| WORK REQUEST |
Search the records below for the word "countries" and show every line where it occurs.

| DATA EXTRACTS |
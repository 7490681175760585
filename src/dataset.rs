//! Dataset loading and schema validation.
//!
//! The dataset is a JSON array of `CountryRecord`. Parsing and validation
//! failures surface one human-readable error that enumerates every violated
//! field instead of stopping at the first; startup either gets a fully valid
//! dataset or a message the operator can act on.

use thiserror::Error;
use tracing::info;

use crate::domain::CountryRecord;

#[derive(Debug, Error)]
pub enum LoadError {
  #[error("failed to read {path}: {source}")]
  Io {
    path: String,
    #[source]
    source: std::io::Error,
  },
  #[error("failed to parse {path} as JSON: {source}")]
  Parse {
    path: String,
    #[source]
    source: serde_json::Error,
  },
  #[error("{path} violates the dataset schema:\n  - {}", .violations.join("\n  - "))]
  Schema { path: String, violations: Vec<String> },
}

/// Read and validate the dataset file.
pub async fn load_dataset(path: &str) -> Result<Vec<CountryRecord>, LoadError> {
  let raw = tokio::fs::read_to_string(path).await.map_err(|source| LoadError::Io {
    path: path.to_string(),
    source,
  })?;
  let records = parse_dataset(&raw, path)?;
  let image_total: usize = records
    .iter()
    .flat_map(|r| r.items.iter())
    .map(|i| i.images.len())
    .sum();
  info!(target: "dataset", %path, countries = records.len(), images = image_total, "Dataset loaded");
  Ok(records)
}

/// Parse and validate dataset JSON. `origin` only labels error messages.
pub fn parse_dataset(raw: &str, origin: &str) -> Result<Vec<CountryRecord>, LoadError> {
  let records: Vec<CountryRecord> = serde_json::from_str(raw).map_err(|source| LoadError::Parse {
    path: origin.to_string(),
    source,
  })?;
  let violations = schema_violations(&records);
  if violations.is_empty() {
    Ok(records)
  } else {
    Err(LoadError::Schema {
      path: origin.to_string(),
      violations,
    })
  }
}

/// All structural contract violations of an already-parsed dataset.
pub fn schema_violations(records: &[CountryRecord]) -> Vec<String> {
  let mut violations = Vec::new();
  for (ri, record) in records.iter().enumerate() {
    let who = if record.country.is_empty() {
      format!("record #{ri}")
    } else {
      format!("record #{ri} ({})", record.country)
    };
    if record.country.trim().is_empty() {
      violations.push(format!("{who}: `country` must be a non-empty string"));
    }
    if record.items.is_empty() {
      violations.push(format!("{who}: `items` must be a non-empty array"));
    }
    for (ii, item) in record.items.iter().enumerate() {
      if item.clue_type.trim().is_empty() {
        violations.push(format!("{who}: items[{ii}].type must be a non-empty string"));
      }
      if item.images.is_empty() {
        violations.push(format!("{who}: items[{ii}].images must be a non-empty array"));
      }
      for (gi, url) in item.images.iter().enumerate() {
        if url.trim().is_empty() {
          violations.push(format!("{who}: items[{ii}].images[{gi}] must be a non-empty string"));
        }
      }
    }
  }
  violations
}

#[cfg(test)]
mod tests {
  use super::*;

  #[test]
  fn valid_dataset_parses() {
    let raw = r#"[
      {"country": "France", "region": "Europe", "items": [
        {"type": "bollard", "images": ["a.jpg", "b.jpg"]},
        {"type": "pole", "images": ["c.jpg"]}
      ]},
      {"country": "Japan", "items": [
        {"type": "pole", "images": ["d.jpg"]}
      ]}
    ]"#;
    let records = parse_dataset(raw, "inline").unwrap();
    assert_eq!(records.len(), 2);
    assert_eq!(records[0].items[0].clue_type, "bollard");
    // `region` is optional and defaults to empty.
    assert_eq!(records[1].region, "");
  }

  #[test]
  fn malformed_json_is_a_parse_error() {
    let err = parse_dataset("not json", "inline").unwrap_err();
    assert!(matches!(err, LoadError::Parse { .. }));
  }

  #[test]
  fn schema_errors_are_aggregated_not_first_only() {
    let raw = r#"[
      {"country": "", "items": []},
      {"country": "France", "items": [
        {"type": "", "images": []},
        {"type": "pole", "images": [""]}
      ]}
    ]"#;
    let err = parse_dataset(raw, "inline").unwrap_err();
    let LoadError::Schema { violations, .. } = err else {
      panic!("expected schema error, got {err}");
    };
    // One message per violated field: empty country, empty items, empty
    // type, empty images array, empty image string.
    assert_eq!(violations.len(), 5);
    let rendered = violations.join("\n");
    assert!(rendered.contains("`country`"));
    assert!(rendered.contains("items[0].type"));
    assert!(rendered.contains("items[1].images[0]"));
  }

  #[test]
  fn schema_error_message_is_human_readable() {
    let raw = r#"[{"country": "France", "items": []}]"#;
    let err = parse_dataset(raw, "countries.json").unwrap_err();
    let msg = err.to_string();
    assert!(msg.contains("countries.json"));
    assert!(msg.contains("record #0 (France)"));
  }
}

==

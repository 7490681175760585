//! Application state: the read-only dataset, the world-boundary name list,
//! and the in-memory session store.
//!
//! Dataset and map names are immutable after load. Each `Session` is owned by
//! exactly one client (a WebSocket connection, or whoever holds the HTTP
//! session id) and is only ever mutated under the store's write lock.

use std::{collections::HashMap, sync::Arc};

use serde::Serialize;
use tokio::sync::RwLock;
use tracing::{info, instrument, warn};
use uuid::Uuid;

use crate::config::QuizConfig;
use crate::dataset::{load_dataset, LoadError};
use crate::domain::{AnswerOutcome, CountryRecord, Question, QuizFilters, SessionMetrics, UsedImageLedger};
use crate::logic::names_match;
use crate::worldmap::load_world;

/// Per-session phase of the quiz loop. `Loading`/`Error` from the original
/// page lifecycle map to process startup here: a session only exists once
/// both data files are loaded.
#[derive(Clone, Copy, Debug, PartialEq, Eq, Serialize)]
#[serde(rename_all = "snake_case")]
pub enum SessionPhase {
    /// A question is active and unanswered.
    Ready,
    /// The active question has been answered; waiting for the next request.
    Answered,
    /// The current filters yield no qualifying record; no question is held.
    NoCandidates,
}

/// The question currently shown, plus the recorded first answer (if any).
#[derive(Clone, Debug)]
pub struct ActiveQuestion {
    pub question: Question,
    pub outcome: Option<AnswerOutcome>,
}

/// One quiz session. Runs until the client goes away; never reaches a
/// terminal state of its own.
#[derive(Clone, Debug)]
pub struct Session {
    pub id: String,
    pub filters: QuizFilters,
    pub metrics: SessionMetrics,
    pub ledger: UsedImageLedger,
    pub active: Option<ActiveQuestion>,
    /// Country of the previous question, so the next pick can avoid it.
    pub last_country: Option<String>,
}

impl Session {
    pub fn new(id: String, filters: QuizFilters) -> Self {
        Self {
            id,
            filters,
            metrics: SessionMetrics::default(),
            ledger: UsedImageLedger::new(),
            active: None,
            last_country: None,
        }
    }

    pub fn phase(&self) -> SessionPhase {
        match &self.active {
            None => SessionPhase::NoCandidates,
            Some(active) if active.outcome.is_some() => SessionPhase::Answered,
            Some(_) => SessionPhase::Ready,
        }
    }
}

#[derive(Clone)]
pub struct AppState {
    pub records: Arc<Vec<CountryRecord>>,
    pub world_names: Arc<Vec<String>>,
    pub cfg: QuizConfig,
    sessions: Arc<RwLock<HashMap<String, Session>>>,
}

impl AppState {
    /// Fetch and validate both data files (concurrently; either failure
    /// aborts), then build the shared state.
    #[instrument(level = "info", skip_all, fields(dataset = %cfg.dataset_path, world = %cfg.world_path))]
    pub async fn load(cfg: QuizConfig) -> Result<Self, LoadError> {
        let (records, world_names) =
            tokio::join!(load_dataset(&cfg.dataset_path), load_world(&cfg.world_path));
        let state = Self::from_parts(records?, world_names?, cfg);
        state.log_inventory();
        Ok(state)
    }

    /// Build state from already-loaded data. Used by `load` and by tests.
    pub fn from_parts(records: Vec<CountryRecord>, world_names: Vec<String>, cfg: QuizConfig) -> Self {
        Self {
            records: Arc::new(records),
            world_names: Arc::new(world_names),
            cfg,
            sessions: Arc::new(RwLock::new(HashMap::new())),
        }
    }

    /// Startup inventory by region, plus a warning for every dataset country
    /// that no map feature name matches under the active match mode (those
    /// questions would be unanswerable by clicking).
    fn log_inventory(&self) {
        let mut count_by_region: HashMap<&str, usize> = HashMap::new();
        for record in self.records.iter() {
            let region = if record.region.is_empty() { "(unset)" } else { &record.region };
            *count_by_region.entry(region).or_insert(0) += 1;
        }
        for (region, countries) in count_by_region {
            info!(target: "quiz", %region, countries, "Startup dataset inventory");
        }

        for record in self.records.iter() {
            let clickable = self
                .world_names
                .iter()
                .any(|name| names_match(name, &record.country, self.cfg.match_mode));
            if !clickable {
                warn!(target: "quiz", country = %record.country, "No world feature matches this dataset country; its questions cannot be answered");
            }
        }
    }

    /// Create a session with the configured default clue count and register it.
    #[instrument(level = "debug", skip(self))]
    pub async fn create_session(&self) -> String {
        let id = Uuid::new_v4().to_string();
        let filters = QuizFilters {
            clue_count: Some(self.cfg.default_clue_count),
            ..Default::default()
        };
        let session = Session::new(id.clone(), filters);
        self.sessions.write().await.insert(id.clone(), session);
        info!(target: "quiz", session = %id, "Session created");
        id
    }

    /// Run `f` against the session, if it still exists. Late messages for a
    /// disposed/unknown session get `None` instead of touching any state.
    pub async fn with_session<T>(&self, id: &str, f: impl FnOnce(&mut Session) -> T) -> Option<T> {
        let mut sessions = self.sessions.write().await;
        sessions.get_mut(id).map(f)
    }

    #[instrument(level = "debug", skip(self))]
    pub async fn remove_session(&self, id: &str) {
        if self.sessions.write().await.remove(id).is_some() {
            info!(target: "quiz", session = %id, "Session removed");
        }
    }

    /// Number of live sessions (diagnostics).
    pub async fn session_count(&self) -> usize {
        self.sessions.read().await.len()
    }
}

| EXERCISE ANSWER |
  info!(target: "dataset", %path, countries = records.len(), images = image_total, "Dataset loaded");
    let err = parse_dataset(raw, "countries.json").unwrap_err();
    assert!(msg.contains("countries.json"));
        for (region, countries) in count_by_region {
            info!(target: "quiz", %region, countries, "Startup dataset inventory");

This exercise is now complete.